Texas Youth Prisons: A Crisis Point Sparks Stark Choices For Lawmakers

A state senator says Texas’ adolescent prison system is flawed and should be shut down after years of child abuse and mistreatment scandals. State Rep. James Talarico introduced legislation Thursday to close the state’s five juvenile prisons and disband the agency that oversees them by 2030.

The Texas Juvenile Justice Department

Talarico’s proposal to eliminate child prisons and fund local rehabilitation programs isn’t the only radical option. The Texas Juvenile Justice Department and other lawmakers want more jails to fix the system.

The agency’s five prisons nearly collapsed last year as officers quit in droves, and most new hires left almost immediately. Without adequate staff to supervise nearly 600 youngsters in jails, children were kept in cells for up to 23 hours, often using lunch trays or water bottles as toilets.

Jarvis Johnson tweeted that child prisons are immoral, inhumane, and ineffective. You can see below.

Over half of the imprisoned youth were on suicide watch, harming themselves to escape. After The Texas Tribune reported on the horrific circumstances in August, young justice advocates restarted longtime attempts to abolish juvenile facilities. Screens of Democratic lawmakers unsuccessfully urged Gov. Greg Abbott to summon a special session to address the situation.

The matter is again in the spotlight with lawmakers in session at the Texas Capitol. This week, Republican House Speaker Dade Phelan endorsed state Rep. Joe Moody’s “Closer to Home” initiative to reduce youth incarceration. Establishing a network of community-based rehabilitation and illegal preventive programs like mental health services, mentoring, and after-school activities will divert more adolescents from state prisons.

Talarico wants lawmakers to go further. He announced House Bill 4356 to close prisons during a press conference with state Rep. Jarvis Johnson, D-Houston. Former child inmates, kids inspired by the Tribune to advocate for youth jail abolition, a former juvenile prison officer, and other youth justice advocates surrounded the lawmakers.

By 2026, the office would cease youth commitments to state jails and provide alternative programs and imprisonment in each county. The office would fund local community placements and create new diversion and preventive programs, including mental health treatment. According to TJJD, almost 80% of kids in state-run jails needed mental health therapy last year.

Talarico called for a significant change in state policy because earlier reforms failed. To combat sexual, physical, and mistreatment scandals, politicians have renamed and retooled the institution in the previous 20 years.
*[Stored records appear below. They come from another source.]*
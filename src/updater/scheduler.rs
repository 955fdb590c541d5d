// 后台定时检查更新
//
// 按用户设置的间隔检查清单；失败时指数退避重试，超过最大次数后回到正常间隔。

use chrono::Utc;
use rand::Rng;
use serde::Serialize;
use std::time::Duration;
use tokio_util::sync::CancellationToken;
use tracing::{debug, info, warn};

use super::controller::UpdateController;
use crate::error::UpdaterError;

/// 检查触发方式
#[derive(Debug, Clone, Copy, PartialEq, Eq, Serialize)]
#[serde(rename_all = "snake_case")]
pub enum CheckTrigger {
    Manual,
    Background,
}

/// 指数退避策略
#[derive(Debug, Clone, Copy, PartialEq)]
pub struct BackoffPolicy {
    pub initial: Duration,
    pub multiplier: f64,
    pub max: Duration,
    pub max_retries: u32,
}

impl Default for BackoffPolicy {
    fn default() -> Self {
        Self {
            initial: Duration::from_secs(60),
            multiplier: 2.0,
            max: Duration::from_secs(3600),
            max_retries: 5,
        }
    }
}

impl BackoffPolicy {
    /// 第 `attempt` 次重试前的等待时间（从 1 开始），超过最大次数返回 None
    pub fn delay_for(&self, attempt: u32) -> Option<Duration> {
        if attempt == 0 || attempt > self.max_retries {
            return None;
        }
        let factor = self.multiplier.max(1.0).powi(attempt as i32 - 1);
        let secs = (self.initial.as_secs_f64() * factor).min(self.max.as_secs_f64());
        Some(Duration::from_secs_f64(secs))
    }
}

/// 距离下次到期还需等待多久
///
/// 从未检查过时立即到期；时钟回拨时按刚检查过处理。
pub fn time_until_due(interval: Duration, last_check_ms: Option<i64>, now_ms: i64) -> Duration {
    let Some(last) = last_check_ms else {
        return Duration::ZERO;
    };
    if last > now_ms {
        return interval;
    }
    let elapsed = Duration::from_millis((now_ms - last) as u64);
    interval.saturating_sub(elapsed)
}

/// 添加随机抖动（±10%）
fn add_jitter(interval: Duration, jitter_percent: f64) -> Duration {
    if interval.is_zero() || jitter_percent <= 0.0 {
        return interval;
    }
    let mut rng = rand::thread_rng();
    let jitter = 1.0 + rng.gen_range(-jitter_percent..jitter_percent);
    Duration::from_secs_f64(interval.as_secs_f64() * jitter)
}

/// 后台检查调度器
pub struct CheckScheduler {
    controller: UpdateController,
    backoff: BackoffPolicy,
    jitter_percent: f64,
}

impl CheckScheduler {
    pub fn new(controller: UpdateController, backoff: BackoffPolicy) -> Self {
        Self {
            controller,
            backoff,
            jitter_percent: 0.1,
        }
    }

    /// 设置抖动比例，0 表示不抖动
    pub fn with_jitter(mut self, jitter_percent: f64) -> Self {
        self.jitter_percent = jitter_percent.clamp(0.0, 0.5);
        self
    }

    /// 计算下一次等待时间，`None` 表示自动检查已关闭
    fn next_wait(&self, failures: u32, rest_full_interval: bool) -> Option<Duration> {
        if let Some(delay) = self.backoff.delay_for(failures) {
            return Some(delay);
        }
        let interval = self.controller.check_interval().as_duration()?;
        let wait = if rest_full_interval {
            interval
        } else {
            time_until_due(
                interval,
                self.controller.last_update_check(),
                Utc::now().timestamp_millis(),
            )
        };
        Some(add_jitter(wait, self.jitter_percent))
    }

    /// 运行直到 `shutdown` 被取消
    pub async fn run(self, shutdown: CancellationToken) {
        info!("后台检查调度器已启动");
        let mut failures = 0u32;
        let mut rest_full_interval = false;

        loop {
            let wait = self.next_wait(failures, rest_full_interval);
            rest_full_interval = false;

            match wait {
                None => {
                    debug!("自动检查已关闭，等待设置变化");
                    tokio::select! {
                        biased;
                        _ = shutdown.cancelled() => break,
                        _ = self.controller.settings_changed() => continue,
                    }
                }
                Some(wait) => {
                    debug!("下次检查更新: {:?} 后", wait);
                    tokio::select! {
                        biased;
                        _ = shutdown.cancelled() => break,
                        _ = self.controller.settings_changed() => {
                            debug!("检查间隔已变化，重新计算");
                            continue;
                        }
                        _ = tokio::time::sleep(wait) => {}
                    }
                }
            }

            match self
                .controller
                .check_for_updates(CheckTrigger::Background)
                .await
            {
                Ok(_) => failures = 0,
                Err(UpdaterError::AlreadyBusy(_)) => {
                    debug!("已有检查在进行中，稍后再试");
                    failures = failures.max(1);
                }
                Err(UpdaterError::Config(e)) => {
                    warn!("无法自动检查更新: {}", e);
                    failures = 0;
                    rest_full_interval = true;
                }
                Err(e) => {
                    failures += 1;
                    if self.backoff.delay_for(failures).is_none() {
                        warn!("后台检查连续失败 {} 次，回到正常间隔: {}", failures, e);
                        failures = 0;
                        rest_full_interval = true;
                    } else {
                        warn!("后台检查失败（第 {} 次）: {}", failures, e);
                    }
                }
            }
        }

        info!("后台检查调度器已停止");
    }
}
TJJD, under federal investigation for alleged abuse and torture, fixed its staffing levels this year after giving officers permanent 15% emergency raises, raising starting salary from $36,000 to nearly $42,000. The government made money by eliminating a youth reentry program and having several vacant posts.

The relative stability has allowed children to leave their quarters and resume another programming. Yet, understaffing keeps a list of minors in overcrowded local jails awaiting admission to TJJD to begin their sentences.


Texas Youth Prisons

Talarico knows his Senate-unsponsored bill faces a challenging climb. He views it as a starting point to move the needle and is delighted that Phelan is backing Moody’s “Closer to Home” bill, which Talarico said compliments his.

Several lawmakers appear to be taking a different approach. In its crisis, TJJD is under a decennial legislative review, in which politicians assess how and if a state agency should continue. The sunset study criticized the agency but recommended funding increases, not jail closures.

After a pandemic-era depression, state predictions expect more youngsters to be sent to prisons. Therefore Sunset Commission head State Sen. Charles Schwertner has recommended building new prisons to hold at least 200 more.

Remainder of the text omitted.